A single software company can spend over 💲10 Billion/year, on data centres, but not every year is the same.
When all stars align, we see bursts of new technologies reaching the market simultaneously, thus restarting the purchasing super-cycle.
2022 will be just that, so let’s jump a couple of quarters ahead and see what’s on the shopping list of your favourite hyperscaler!
Friendly warning: this article is full of technical terms and jargon, so it may be hard to read if you don’t write code or haven’t assembled computers before.

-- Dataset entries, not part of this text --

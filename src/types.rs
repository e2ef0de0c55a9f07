use std::fmt;

use serde::Serialize;

use crate::stats::{ColumnAccumulator, Distribution};

/// Semantic type assigned to a column.
#[derive(Debug, Clone, Copy, PartialEq, Eq, Serialize)]
#[serde(rename_all = "lowercase")]
pub enum ColumnKind {
    Integer,
    Number,
    Date,
    Timestamp,
    String,
    Stream,
}

impl ColumnKind {
    pub fn as_str(&self) -> &'static str {
        match self {
            ColumnKind::Integer => "integer",
            ColumnKind::Number => "number",
            ColumnKind::Date => "date",
            ColumnKind::Timestamp => "timestamp",
            ColumnKind::String => "string",
            ColumnKind::Stream => "stream",
        }
    }
}

impl fmt::Display for ColumnKind {
    fn fmt(&self, f: &mut fmt::Formatter<'_>) -> fmt::Result {
        write!(f, "{}", self.as_str())
    }
}

/// Observation floor for promoting an all-integer 0/1 column to `BOOLEAN`.
const BOOLEAN_MIN_OBSERVATIONS: u64 = 50;
/// Observation floor for the small-value `TINYINT` promotion.
const TINYINT_MIN_OBSERVATIONS: u64 = 100;
/// Columns whose longest value exceeds this are streamed, not inlined.
const STREAM_LENGTH_THRESHOLD: u32 = 10_000;

/// Maps accumulated statistics to a semantic kind and a SQL spelling.
/// Rules apply first-match.
pub fn synthesize(column: &ColumnAccumulator) -> (ColumnKind, String) {
    let non_null = column.non_null();
    let length = column.lengths.distribution();

    if column.all_numeric() {
        if column.scales.max() == 0 {
            if column.name.to_ascii_uppercase().contains("ID") {
                return (ColumnKind::Integer, "BIGINT".to_string());
            }
            if non_null >= BOOLEAN_MIN_OBSERVATIONS
                && column.min == Some(0.0)
                && column.max == Some(1.0)
            {
                return (ColumnKind::Integer, "BOOLEAN".to_string());
            }
            if non_null >= TINYINT_MIN_OBSERVATIONS
                && column.min.is_some_and(|m| m > -100.0)
                && column.max.is_some_and(|m| m < 100.0)
            {
                return (ColumnKind::Integer, "TINYINT".to_string());
            }
            return (ColumnKind::Integer, format!("INT({})", margin(&length)));
        }
        let scale = column.scales.distribution();
        return (
            ColumnKind::Number,
            format!("NUMERIC({},{})", margin(&length), margin(&scale)),
        );
    }
    if column.date_count == non_null {
        return (ColumnKind::Date, "DATE".to_string());
    }
    if column.timestamp_count == non_null {
        return (ColumnKind::Timestamp, "TIMESTAMP".to_string());
    }
    if length.max > STREAM_LENGTH_THRESHOLD {
        return (ColumnKind::Stream, "LONGVARCHAR".to_string());
    }
    (ColumnKind::String, format!("VARCHAR({})", margin(&length)))
}

/// Pads an observed maximum by the spread of its distribution: three
/// standard deviations once the spread is meaningful, one otherwise.
pub fn margin(dist: &Distribution) -> u32 {
    let pad = if dist.std_dev > 0.34 {
        (3.0 * dist.std_dev).floor() as u32
    } else {
        1
    };
    dist.max + pad
}
//! Command-line surface of the `trackhub` binary.

use std::path::PathBuf;

use clap::{ArgAction, Args, Parser, Subcommand};
use uuid::Uuid;

#[derive(Debug, Parser)]
#[command(name = "trackhub", version, about = "Register and inspect trackhubs on a trackhub registry")]
pub struct Cli {
    #[command(flatten)]
    pub global: GlobalArgs,

    #[command(subcommand)]
    pub command: Command,
}

/// Connection settings; each overrides the config file.
#[derive(Debug, Default, Args)]
pub struct GlobalArgs {
    /// TOML file with server/user/password/verify_tls/timeout_secs
    #[arg(long, global = true, env = "TRACKHUB_CONFIG", value_name = "FILE")]
    pub config: Option<PathBuf>,

    /// Registry base URL, e.g. http://127.0.0.1:3000
    #[arg(long, global = true, env = "TRACKHUB_SERVER", value_name = "URL")]
    pub server: Option<String>,

    #[arg(long, global = true, env = "TRACKHUB_USER")]
    pub user: Option<String>,

    #[arg(long, global = true, env = "TRACKHUB_PASSWORD", hide_env_values = true)]
    pub password: Option<String>,

    /// Skip TLS certificate verification
    #[arg(long, global = true)]
    pub insecure: bool,

    /// Per-request timeout
    #[arg(long, global = true, value_name = "SECS")]
    pub timeout: Option<u64>,

    /// Increase log verbosity (-v info, -vv debug)
    #[arg(short, long, global = true, action = ArgAction::Count)]
    pub verbose: u8,
}

#[derive(Debug, Subcommand)]
pub enum Command {
    /// Log in and print the issued auth token
    Login,
    /// Log in, then log out again
    Logout,
    /// List the trackhubs registered by the user
    List,
    /// Register a trackhub
    Register {
        /// URL of the hub's hub.txt
        #[arg(long)]
        url: String,

        /// Assembly covered by the hub, repeatable
        #[arg(long = "assembly", value_name = "NAME=ACCESSION", required = true, value_parser = parse_assembly)]
        assemblies: Vec<(String, String)>,
    },
    /// Show one registered trackhub
    Show { id: Uuid },
    /// Remove a registered trackhub
    Delete { id: Uuid },
    /// Validate a JSON document against a JSON Schema (draft 4)
    Validate {
        #[arg(short = 's', long = "schema", value_name = "SCHEMA")]
        schema: PathBuf,

        #[arg(short = 'f', long = "file", value_name = "FILE")]
        file: PathBuf,
    },
}

fn parse_assembly(s: &str) -> Result<(String, String), String> {
    let (name, accession) = s
        .split_once('=')
        .ok_or_else(|| format!("expected NAME=ACCESSION, got `{s}`"))?;
    let (name, accession) = (name.trim(), accession.trim());
    if name.is_empty() || accession.is_empty() {
        return Err(format!("expected NAME=ACCESSION, got `{s}`"));
    }
    Ok((name.to_string(), accession.to_string()))
}

#[cfg(test)]
mod tests {
    use super::*;

    #[test]
    fn parse_assembly_splits_on_first_equals() {
        assert_eq!(
            parse_assembly("araTha1=GCA_000001735.1"),
            Ok(("araTha1".to_string(), "GCA_000001735.1".to_string()))
        );
        assert!(parse_assembly("araTha1").is_err());
        assert!(parse_assembly("=GCA_1").is_err());
        assert!(parse_assembly("araTha1=").is_err());
    }

    #[test]
    fn register_collects_repeated_assemblies() {
        let cli = Cli::try_parse_from([
            "trackhub",
            "register",
            "--url",
            "http://h/hub.txt",
            "--assembly",
            "araTha1=GCA_000001735.1",
            "--assembly",
            "ricCom1=GCA_000151685.2",
        ])
        .unwrap();
        match cli.command {
            Command::Register { url, assemblies } => {
                assert_eq!(url, "http://h/hub.txt");
                assert_eq!(assemblies.len(), 2);
                assert_eq!(assemblies[1].0, "ricCom1");
            }
            other => panic!("unexpected command {other:?}"),
        }
    }

    #[test]
    fn validate_requires_both_files_and_exits_with_usage_code() {
        let err = Cli::try_parse_from(["trackhub", "validate", "-s", "schema.json"]).unwrap_err();
        assert_eq!(err.exit_code(), 2);

        let cli = Cli::try_parse_from(["trackhub", "validate", "-s", "schema.json", "-f", "hub.json"]).unwrap();
        assert!(matches!(cli.command, Command::Validate { .. }));
    }

    #[test]
    fn global_flags_work_after_subcommand() {
        let cli = Cli::try_parse_from(["trackhub", "list", "--insecure", "--timeout", "5", "-vv"]).unwrap();
        assert!(cli.global.insecure);
        assert_eq!(cli.global.timeout, Some(5));
        assert_eq!(cli.global.verbose, 2);
    }
}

Warning #2. We are at the crossroads, where mobile/desktop and servers will have to go in different directions.
So the gamers may not see most of these technologies next year.
You can comment and discuss this article on HackerNews.
What will we cover?
A lot, but not all!
First of all, this is not about emerging analogue computing technologies, quantum or optical.
Those are excellent topics for research but won’t have wide adoption in the next couple of years.
Secondly, it’s not about lithography.
At least not directly.
We still have some headroom with the Moores law, so the transistors should continue shrinking.
ASMLs Extreme Ultraviolet Lithography printing machines are becoming more common.
TSMC was already printing at 5nm for Apple and announced 3nm coming soon.
That shrinking will have a somewhat uniform effect on performance across applications, so we can save time and research something else.
Let’s focus on the devices themselves, how motherboards, RAM, SSDs, NICs, CPUs, and GPUs are constrained today and how will they evolve in the future.
There was a time the CPU was alone,
Nowhere to go and no place to call home…
Connectivity is essential.
All following devices are irrelevant if you can’t link them.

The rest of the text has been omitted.